CISO Soft Skills Matter More Than Ever
When people think of a Chief Information Security Officer (CISO), they often picture someone deeply technical — an expert in threats, tools, and frameworks. While technical acumen is certainly important, ...
Blog Jonathan Kimmitt todayJune 19, 2025
In my earlier post regarding security leadership, I talked about how success in the CISO role often has less to do with technical mastery and more to do with soft skills — storytelling, negotiation, empathy, and the ability to teach security in a way that resonates.
But that conversation sparked something deeper for me.
A colleague recently asked:
“If you walked into a room full of security professionals, how would you pick out the CISO?”
It’s a deceptively simple question — but one that gets at the heart of what differentiates security leadership from security execution.
After some reflection, here’s my answer:
You’d find the CISO having a comfortable, intentional conversation with someone. They’d be asking questions — not to test knowledge, but to understand context. And when the conversation ends, the other person would walk away having learned something new. Not just about cybersecurity, but about how it affects their role, their risks, their responsibilities.
Over the years, I’ve come to believe that leadership in this field is about mindset as much as anything else.
The best security practitioners I’ve worked with are deeply knowledgeable.
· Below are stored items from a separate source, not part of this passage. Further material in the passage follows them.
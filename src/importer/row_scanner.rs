// ==========================================
// 兼容性矩阵导入系统 - 行扫描引擎
// ==========================================
// 职责: 按行折叠工作表网格，维护扫描状态（活动列头 + 携带版本）
// 状态机: AWAITING_HEADER → SCANNING ↔ SECTION_HEADER（瞬态，处理后回到 SCANNING）
// 约束: 状态按步不可变传递，便于逐行测试；畸形行/单元格只跳过不报错
// ==========================================

pub mod compatibility;
pub mod denoising;

use crate::domain::compatibility::ColumnHeader;
use crate::domain::workbook::{row_cell, Cell, Sheet};
use once_cell::sync::Lazy;
use regex::Regex;

pub use compatibility::scan_sheet;
pub use denoising::scan_denoising_sheet;

// 节标题中的版本号片段（取最后一个）
static SECTION_VERSION_RE: Lazy<Regex> =
    Lazy::new(|| Regex::new(r"\d+(?:\.\d+)*").expect("valid regex"));

// ==========================================
// ScanLayout - 扫描版式
// ==========================================
#[derive(Debug, Clone, Copy, PartialEq, Eq)]
pub struct ScanLayout {
    pub header_row: usize,       // 指定表头行
    pub label_col: usize,        // 行标签列
    pub first_target_col: usize, // 目标列起始
    pub section_keywords: &'static [&'static str], // 节标题关键字（小写）
}

// ==========================================
// ScanPhase / ScanState - 扫描状态
// ==========================================
#[derive(Debug, Clone, Copy, PartialEq, Eq, Default)]
pub enum ScanPhase {
    #[default]
    AwaitingHeader,
    Scanning,
}

/// 跨行状态，仅包含活动列头与携带版本
#[derive(Debug, Clone, PartialEq, Eq, Default)]
pub struct ScanState {
    pub phase: ScanPhase,
    pub active_headers: Vec<ColumnHeader>,
    pub carried_version: String,
}

impl ScanState {
    /// 行自带版本为空时回退到携带版本
    pub fn version_or_carried(&self, version: String) -> String {
        if version.is_empty() {
            self.carried_version.clone()
        } else {
            version
        }
    }
}

// ==========================================
// RowEvent / DataRow - 单行处理结果
// ==========================================
#[derive(Debug, Clone, PartialEq)]
pub enum RowEvent<'a> {
    Skipped,
    Header,
    SectionHeader,
    Data(DataRow<'a>),
}

#[derive(Debug, Clone, PartialEq)]
pub struct DataRow<'a> {
    pub row_index: usize,
    pub label: String,
    pub cells: &'a [Cell],
}

impl DataRow<'_> {
    pub fn cell(&self, column: usize) -> &Cell {
        row_cell(self.cells, column)
    }
}

/// 从表头行提取列头（起始列之后的非空文本/数值单元格）
///
/// 仅去首尾空白，内部换行保留。
pub fn extract_headers(row: &[Cell], first_col: usize) -> Vec<ColumnHeader> {
    row.iter()
        .enumerate()
        .skip(first_col)
        .filter_map(|(idx, cell)| {
            let name = match cell {
                Cell::Text(s) => s.trim().to_string(),
                Cell::Number(n) if n.is_finite() => n.to_string(),
                _ => return None,
            };
            if name.is_empty() {
                None
            } else {
                Some(ColumnHeader::new(idx, name))
            }
        })
        .collect()
}

/// 节标题识别（标签小写后包含任一关键字）
pub fn is_section_header(label: &str, keywords: &[&str]) -> bool {
    let lowered = label.to_lowercase();
    keywords.iter().any(|k| lowered.contains(k))
}

/// 节标题中的版本号（最后一个数字片段）
pub fn section_version(label: &str) -> Option<String> {
    SECTION_VERSION_RE
        .find_iter(label)
        .last()
        .map(|m| m.as_str().to_string())
}

/// 单步推进: (旧状态, 行) → (新状态, 行事件)
pub fn advance<'a>(
    layout: &ScanLayout,
    state: ScanState,
    row_index: usize,
    row: &'a [Cell],
) -> (ScanState, RowEvent<'a>) {
    if state.phase == ScanPhase::AwaitingHeader {
        if row_index < layout.header_row {
            return (state, RowEvent::Skipped);
        }
        let next = ScanState {
            phase: ScanPhase::Scanning,
            active_headers: extract_headers(row, layout.first_target_col),
            carried_version: state.carried_version,
        };
        return (next, RowEvent::Header);
    }

    let label = match row_cell(row, layout.label_col).label_text() {
        Some(label) => label,
        None => return (state, RowEvent::Skipped),
    };

    if is_section_header(&label, layout.section_keywords) {
        let headers = extract_headers(row, layout.first_target_col);
        let next = ScanState {
            phase: ScanPhase::Scanning,
            // 空节标题行（仅分隔用途）沿用原列头
            active_headers: if headers.is_empty() {
                state.active_headers
            } else {
                headers
            },
            carried_version: section_version(&label).unwrap_or(state.carried_version),
        };
        return (next, RowEvent::SectionHeader);
    }

    (
        state,
        RowEvent::Data(DataRow {
            row_index,
            label,
            cells: row,
        }),
    )
}

/// 折叠整张表: 每个数据行交给 emit，收集产出记录
pub fn fold_sheet<R, F>(sheet: &Sheet, layout: &ScanLayout, mut emit: F) -> Vec<R>
where
    F: FnMut(&ScanState, &DataRow<'_>) -> Vec<R>,
{
    let (_, records) = sheet.rows.iter().enumerate().fold(
        (ScanState::default(), Vec::new()),
        |(state, mut records), (row_index, row)| {
            let (next, event) = advance(layout, state, row_index, row);
            if let RowEvent::Data(data_row) = &event {
                records.extend(emit(&next, data_row));
            }
            (next, records)
        },
    );
    records
}
// ==========================================
// 兼容性矩阵导入系统 - 领域模型层
// ==========================================
// 职责: 定义工作簿输入模型、记录形态、分类枚举
// 红线: 不含数据访问逻辑,不含扫描逻辑
// ==========================================

pub mod compatibility;
pub mod types;
pub mod workbook;

// 重导出核心类型
pub use compatibility::{
    CapabilityRecord, ColumnHeader, CompatibilityRecord, IngestionMetadata, MatrixRecord,
    SheetScanReport,
};
pub use types::{DenoisingSheetKind, PipelineVariant, RecordType, SheetKind};
pub use workbook::{Cell, Sheet, UploadedFile, Workbook};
But the ones who grow into leadership do something more:
They turn knowledge into trust, and trust into alignment.
They’re the bridge between technical teams and business units. Between the boardroom and the SOC. Between what needs to happen and what people are willing to do.
Here’s what I look for — and try to cultivate — in security leaders:
They’re not always the ones with the deepest technical résumé.
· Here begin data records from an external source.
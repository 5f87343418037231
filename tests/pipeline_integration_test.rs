// ==========================================
// 管道集成测试
// ==========================================
// 覆盖: CSV → 分类 → 扫描 → 去重 → 整表替换 → 元数据
// ==========================================


use compat_matrix::config::{config_keys, ConfigManager};
use compat_matrix::domain::{CompatibilityRecord, RecordType};
use compat_matrix::importer::{CompatibilityPipeline, ImportError};
use compat_matrix::repository::{CompatibilityRepository, CompatibilityRepositoryImpl};
use compat_matrix::{logging, PipelineVariant};
use rusqlite::Connection;
use test_helpers::{
    count_rows, create_test_db, csv_upload, denoising_technologies, insert_global_config,
    macos_matrix, nik_windows_workbook, table_exists, windows_matrix,
};

fn create_pipeline(db_path: &str) -> CompatibilityPipeline<CompatibilityRepositoryImpl, ConfigManager> {
    CompatibilityPipeline::new(
        CompatibilityRepositoryImpl::new(db_path).unwrap(),
        ConfigManager::new(db_path).unwrap(),
    )
}

#[tokio::test]
async fn test_compatibility_end_to_end() {
    logging::init_test();
    let (_temp_file, db_path) = create_test_db().unwrap();
    let pipeline = create_pipeline(&db_path);

    let outcome = pipeline
        .run_compatibility(&[windows_matrix(), macos_matrix()], Some("qa@example.com"))
        .await
        .unwrap();

    // Windows 6 条（含 2 条重复）+ macOS 4 条
    assert_eq!(outcome.pipeline, PipelineVariant::Compatibility);
    assert_eq!(outcome.total_records, 10);
    assert_eq!(outcome.valid_records, 8);
    assert!(outcome.metadata_recorded);
    assert_eq!(outcome.sheets.len(), 2);

    let records = pipeline
        .repository()
        .list_compatibility_records("compatibility_matrix")
        .await
        .unwrap();
    assert_eq!(records.len(), 8);

    // 首条保留（重复行的 ✗ 被丢弃）
    assert_eq!(
        records[0],
        CompatibilityRecord::new("DxO PhotoLab", "8", "Windows", "Windows 10", "compatible")
    );
    assert_eq!(records[3].status, "not compatible");

    // 分节行携带版本
    let nik: Vec<_> = records.iter().filter(|r| r.software == "Nik Collection").collect();
    assert_eq!(nik.len(), 2);
    assert!(nik.iter().all(|r| r.software_version == "7" && r.feature == "macOS"));
    assert_eq!(nik[1].status, "beta");
}

#[tokio::test]
async fn test_rerun_is_idempotent() {
    let (_temp_file, db_path) = create_test_db().unwrap();
    let pipeline = create_pipeline(&db_path);

    let first = pipeline.run_compatibility(&[windows_matrix()], None).await.unwrap();
    let second = pipeline.run_compatibility(&[windows_matrix()], None).await.unwrap();

    assert_eq!(first.valid_records, second.valid_records);
    assert_eq!(count_rows(&db_path, "compatibility_matrix").unwrap(), 4);
    assert_ne!(first.ingestion_id, second.ingestion_id);

    let history = pipeline
        .repository()
        .list_recent_ingestions("compatibility_ingestions", 10)
        .await
        .unwrap();
    assert_eq!(history.len(), 2);
    assert_eq!(history[0].ingestion_id, second.ingestion_id);
}

#[tokio::test]
async fn test_failed_load_leaves_previous_table() {
    let (_temp_file, db_path) = create_test_db().unwrap();
    let pipeline = create_pipeline(&db_path);

    pipeline.run_compatibility(&[windows_matrix()], None).await.unwrap();

    // 占用索引名，令第二次装载在建索引时失败
    {
        let conn = Connection::open(&db_path).unwrap();
        conn.execute_batch(
            "DROP INDEX idx_compatibility_matrix_target;
             CREATE TABLE idx_compatibility_matrix_target (x INTEGER);",
        )
        .unwrap();
    }

    let err = pipeline
        .run_compatibility(&[windows_matrix(), macos_matrix()], None)
        .await
        .unwrap_err();
    assert!(matches!(err, ImportError::Store(_)));
    assert!(!err.is_input_error());

    assert_eq!(count_rows(&db_path, "compatibility_matrix").unwrap(), 4);
    let records = pipeline
        .repository()
        .list_compatibility_records("compatibility_matrix")
        .await
        .unwrap();
    assert!(records.iter().all(|r| r.feature == "Windows"));

    // 失败运行不写元数据
    assert_eq!(count_rows(&db_path, "compatibility_ingestions").unwrap(), 1);
}

#[tokio::test]
async fn test_no_files_touches_nothing() {
    let (_temp_file, db_path) = create_test_db().unwrap();
    let pipeline = create_pipeline(&db_path);

    let err = pipeline.run_compatibility(&[], None).await.unwrap_err();

    assert!(matches!(err, ImportError::NoFilesProvided));
    assert!(!table_exists(&db_path, "compatibility_matrix").unwrap());
    assert!(!table_exists(&db_path, "compatibility_ingestions").unwrap());
}

#[tokio::test]
async fn test_unrecognized_sheets_only_is_rejected() {
    let (_temp_file, db_path) = create_test_db().unwrap();
    let pipeline = create_pipeline(&db_path);

    let changelog = csv_upload("Changelog.csv", &[&["Date", "Note"], &["2024-01-01", "init"]]);
    let err = pipeline.run_compatibility(&[changelog], None).await.unwrap_err();

    assert!(matches!(
        err,
        ImportError::NoValidRecords {
            variant: PipelineVariant::Compatibility
        }
    ));
    assert!(!table_exists(&db_path, "compatibility_matrix").unwrap());
}

#[tokio::test]
async fn test_unsupported_format_is_input_error() {
    let (_temp_file, db_path) = create_test_db().unwrap();
    let pipeline = create_pipeline(&db_path);

    let upload = compat_matrix::UploadedFile::new("matrix.pdf", b"%PDF-1.4".to_vec());
    let err = pipeline.run_compatibility(&[upload], None).await.unwrap_err();

    assert!(matches!(err, ImportError::UnsupportedFormat(_)));
    assert!(err.is_input_error());
}

#[tokio::test]
async fn test_denoising_end_to_end() {
    let (_temp_file, db_path) = create_test_db().unwrap();
    let pipeline = create_pipeline(&db_path);

    let outcome = pipeline
        .run_denoising(&[denoising_technologies()], Some("qa@example.com"))
        .await
        .unwrap();
    assert_eq!(outcome.pipeline, PipelineVariant::Denoising);
    assert_eq!(outcome.valid_records, 6);

    let records = pipeline
        .repository()
        .list_capability_records("denoising_compatibility")
        .await
        .unwrap();
    assert_eq!(records.len(), 6);

    let software: Vec<_> = records
        .iter()
        .filter(|r| r.record_type == RecordType::Software)
        .collect();
    assert_eq!(software.len(), 2);
    assert_eq!(software[0].status, "compatible: Bayer + X-Trans");
    assert_eq!(software[1].status, "compatible: X-Trans only");

    let npu: Vec<_> = records.iter().filter(|r| r.name == "NPU").collect();
    assert_eq!(npu[0].status, "not compatible");
    assert_eq!(npu[0].version, "");
    assert_eq!(npu[0].record_type, RecordType::Capability);

    // 通用管道的表不受影响
    assert!(!table_exists(&db_path, "compatibility_matrix").unwrap());
    assert_eq!(count_rows(&db_path, "denoising_ingestions").unwrap(), 1);
}

#[tokio::test]
async fn test_config_overrides_target_tables() {
    let (_temp_file, db_path) = create_test_db().unwrap();
    insert_global_config(
        &db_path,
        &[
            (config_keys::COMPAT_TABLE, "matrix_v2"),
            (config_keys::COMPAT_METADATA_TABLE, "matrix_v2_log"),
            (config_keys::BATCH_SIZE, "1"),
        ],
    )
    .unwrap();
    let pipeline = create_pipeline(&db_path);

    pipeline.run_compatibility(&[windows_matrix()], None).await.unwrap();

    assert_eq!(count_rows(&db_path, "matrix_v2").unwrap(), 4);
    assert_eq!(count_rows(&db_path, "matrix_v2_log").unwrap(), 1);
    assert!(!table_exists(&db_path, "compatibility_matrix").unwrap());
}

#[tokio::test]
async fn test_metadata_failure_keeps_successful_load() {
    let (_temp_file, db_path) = create_test_db().unwrap();
    // 元数据表指向列结构不兼容的 config_kv，追加必然失败
    insert_global_config(&db_path, &[(config_keys::COMPAT_METADATA_TABLE, "config_kv")]).unwrap();
    let pipeline = create_pipeline(&db_path);

    let outcome = pipeline.run_compatibility(&[windows_matrix()], None).await.unwrap();

    assert!(!outcome.metadata_recorded);
    assert_eq!(outcome.valid_records, 4);
    assert_eq!(count_rows(&db_path, "compatibility_matrix").unwrap(), 4);
    // config_kv 本身未被改写
    assert_eq!(count_rows(&db_path, "config_kv").unwrap(), 1);
}

#[tokio::test]
async fn test_xlsx_upload_end_to_end() {
    let (_temp_file, db_path) = create_test_db().unwrap();
    let pipeline = create_pipeline(&db_path);

    let outcome = pipeline
        .run_compatibility(&[nik_windows_workbook()], None)
        .await
        .unwrap();

    // Notes 表未识别，仅 Nik Windows 计入
    assert_eq!(outcome.sheets.len(), 1);
    assert_eq!(outcome.valid_records, 2);

    let records = pipeline
        .repository()
        .list_compatibility_records("compatibility_matrix")
        .await
        .unwrap();
    assert_eq!(
        records,
        vec![
            CompatibilityRecord::new(
                "Nik Silver Efex",
                "7",
                "Windows",
                "Windows 10\n64-bit",
                "compatible"
            ),
            CompatibilityRecord::new("Nik Viveza", "3", "Windows", "Windows 10\n64-bit", "5.5"),
        ]
    );
}

#[tokio::test]
async fn test_invalid_configured_table_fails_before_load() {
    let (_temp_file, db_path) = create_test_db().unwrap();
    insert_global_config(&db_path, &[(config_keys::DENOISING_TABLE, "bad name")]).unwrap();
    let pipeline = create_pipeline(&db_path);

    let err = pipeline
        .run_denoising(&[denoising_technologies()], None)
        .await
        .unwrap_err();

    assert!(matches!(err, ImportError::Config { .. }));
    assert!(!table_exists(&db_path, "denoising_compatibility").unwrap());
}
They’re often the ones listening the most, guiding discussions, translating risk into relevance, and making others feel heard.
They can walk into chaos and create clarity — not just with tools, but with presence.
If you’re in security and eyeing leadership, I’ll share the hardest truth I’ve learned as a CISO:
This job is 80% communication, 20% configuration.
And that’s not a complaint — it’s a responsibility.
You don’t have to be the smartest person in the room. But you do have to be the person people trust when it matters. That’s what separates a security technician from a security leader.
And in this landscape, trust is your most critical control.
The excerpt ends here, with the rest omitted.